Furthermore, we have striven to identify the presence of HIV in the human placenta through the use of more sophisticated diagnostic procedures. Some authors use a variety of techniques such as electron microscopy (12), immunohistochemistry(16), in situ hybridization(7) and polymerase chain reaction(18). They have also identified the virus preference for Hofbauer cells rather than trophoblasts and endothelial cells. One of the targets for the diagnosis of viral infection is p24, which is a protein of 24 kilodaltons present in the HIV nucleocapsid. However, paradoxically, the mere presence of the virus in the placenta did not correlate with the vertical transmission of HIV. Conversely, some cases of congenital infection were observed without the presence of the virus, hence the need for further investigation into the role of the viral presence in the vertical HIV infection(9).
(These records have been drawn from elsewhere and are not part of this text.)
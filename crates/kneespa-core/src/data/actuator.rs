//! Actuator identities and motion enums

use serde::{Deserialize, Serialize};
use std::fmt;
use std::str::FromStr;

/// One physical drive axis of the rig
#[derive(Debug, Clone, Copy, PartialEq, Eq, Hash, PartialOrd, Ord, Serialize, Deserialize)]
pub enum Actuator {
    /// Axial traction drive
    A,
    /// Horizontal flexion drive
    B,
    /// Lateral flexion drive
    C,
    /// Secondary lateral flexion drive (optional on some rigs)
    D,
}

impl Actuator {
    /// All actuators in address order
    pub const ALL: [Actuator; 4] = [Actuator::A, Actuator::B, Actuator::C, Actuator::D];

    /// Two-digit bus address used by `A`, `E`, `R` and position reports
    pub fn address(self) -> u8 {
        match self {
            Actuator::A => 12,
            Actuator::B => 13,
            Actuator::C => 14,
            Actuator::D => 15,
        }
    }

    /// Slot digit used by the indexed position command `I1<slot><code>`
    pub fn slot(self) -> u8 {
        self.address() - 10
    }

    /// Look up an actuator by bus address
    pub fn from_address(address: u8) -> Option<Self> {
        Self::ALL.into_iter().find(|a| a.address() == address)
    }

    /// Look up an actuator by indexed slot
    pub fn from_slot(slot: u8) -> Option<Self> {
        Self::ALL.into_iter().find(|a| a.slot() == slot)
    }

    /// Human name of the axis
    pub fn description(self) -> &'static str {
        match self {
            Actuator::A => "axial",
            Actuator::B => "horizontal flexion",
            Actuator::C => "lateral flexion",
            Actuator::D => "lateral flexion (secondary)",
        }
    }
}

impl fmt::Display for Actuator {
    fn fmt(&self, f: &mut fmt::Formatter<'_>) -> fmt::Result {
        let letter = match self {
            Actuator::A => "A",
            Actuator::B => "B",
            Actuator::C => "C",
            Actuator::D => "D",
        };
        write!(f, "{}", letter)
    }
}

impl FromStr for Actuator {
    type Err = String;

    fn from_str(s: &str) -> Result<Self, Self::Err> {
        match s.trim().to_ascii_uppercase().as_str() {
            "A" | "AXIAL" => Ok(Actuator::A),
            "B" | "HORIZONTAL" => Ok(Actuator::B),
            "C" | "LATERAL" => Ok(Actuator::C),
            "D" => Ok(Actuator::D),
            _ => Err(format!("Unknown actuator: {}", s)),
        }
    }
}

/// Jog direction
#[derive(Debug, Clone, Copy, PartialEq, Eq, Hash, Serialize, Deserialize)]
pub enum Direction {
    /// Increase the physical value
    Forward,
    /// Decrease the physical value
    Reverse,
}

impl Direction {
    /// Sign character used on the wire
    pub fn sign(self) -> char {
        match self {
            Direction::Forward => '+',
            Direction::Reverse => '-',
        }
    }

    /// Multiplier applied to a step size
    pub fn factor(self) -> f64 {
        match self {
            Direction::Forward => 1.0,
            Direction::Reverse => -1.0,
        }
    }
}

/// Speed class of a move
#[derive(Debug, Clone, Copy, PartialEq, Eq, Hash, Default, Serialize, Deserialize)]
pub enum SpeedClass {
    /// Fine positioning
    #[default]
    Slow,
    /// Coarse positioning
    Fast,
}

impl SpeedClass {
    /// Firmware speed code sent with jog commands
    pub fn code(self) -> u8 {
        match self {
            SpeedClass::Slow => 4,
            SpeedClass::Fast => 20,
        }
    }

    /// Inverse of [`SpeedClass::code`]; codes at or below 4 are slow
    pub fn from_code(code: u8) -> Self {
        if code <= 4 {
            SpeedClass::Slow
        } else {
            SpeedClass::Fast
        }
    }
}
Thus, the objective of the present study is to correlate the morphology and p24 immunoreactivity in placentas from HIV-positive pregnant women with the vertical transmission in patients that had been treated or not with prophylactic AZT during pregnancy or delivery.

MATERIALS AND METHODS

We conducted a prospective study with pregnant patients followed at Antonio Pedro University Hospital, Universidade Federal Fluminense (APUH/UFF), in the period of 1992 to 1997. The pregnant women included in this investigation met the following criteria: two RESULTS for enzyme-linked immunosorbent assay (ELISA) and one positive result for HIV Western blot, delivery at APUH/UFF with more than 32 weeks of gestation, pediatric follow-up with ELISA anti-HIV in the first six months of life monthly and quarterly until the 18th week of life(19). Patients younger than 18 years of age, those who had been in treatment for acquired immunodeficiency syndrome (AIDS) and those who did not fulfill the complete follow-up criteria were excluded from this research protocol.
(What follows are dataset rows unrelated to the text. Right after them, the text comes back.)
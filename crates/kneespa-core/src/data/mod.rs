//! Data models shared across the KneeSpa crates

pub mod actuator;
pub mod device;
pub mod run;

pub use actuator::{Actuator, Direction, SpeedClass};
pub use device::{DeviceEvent, DeviceSnapshot, PhysicalSnapshot, PositionReading};
pub use run::{RunId, RunOutcome};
We analyzed 35 HIV-infected pregnant women without prior antiretroviral treatment who were medicated with AZT during pregnancy and intrapartum. After delivery, their placentas were placed in vials with 10% buffered formalin and sent to the Pathology Service (PS). The anatomopathological analysis was conducted by the same pathologist. The macroscopic study of the placentas was performed according to the protocol proposed by Benirschke & Kaufmann(5). The tissue samples were fixed in 10% buffered formalin for subsequent paraffin embedding and standard histological processing. 4 µm histological sections were obtained from the paraffin block and stained with hematoxylin and eosin (HE), which were examined and the histopathological diagnoses were recorded. In the immunohistochemical study, HIV p24 antigen was used as primary antibody (clone Kal-1, Dako, code M857, Batch 062), adopting the Avidin - Biotin - Peroxidase method(13).

The following clinical variables were analyzed: patient's age, gestational age at delivery, associated obstetric complications, type of delivery, indication for cesarean delivery and vertical transmission of HIV (assessed up to 18 months after delivery). We also described the morphological variables of the placenta (weight in grams, chorionic plate diameter, thickness, umbilical cord length and color of the maternal and fetal sides as well as Wharton's jelly) and p24 immunoreactivity in different cells from the placental parenchyma. Statistical analysis was carried out and mean/median, ranges, standard deviation (SD) and percentage were calculated according to the variable type. We employed a nonparametric corrected X2 (chi-square) test. The level of significance was set at p < 0.05.

This study was approved by the Ethics in Research from APUH/UFF.

RESULTS

The median age of patients was 25 years (ranges: 19-37; SD = 4.3 years). The mean gestational age at delivery was 38 weeks (ranges: 33-40; SD = 1.4 weeks).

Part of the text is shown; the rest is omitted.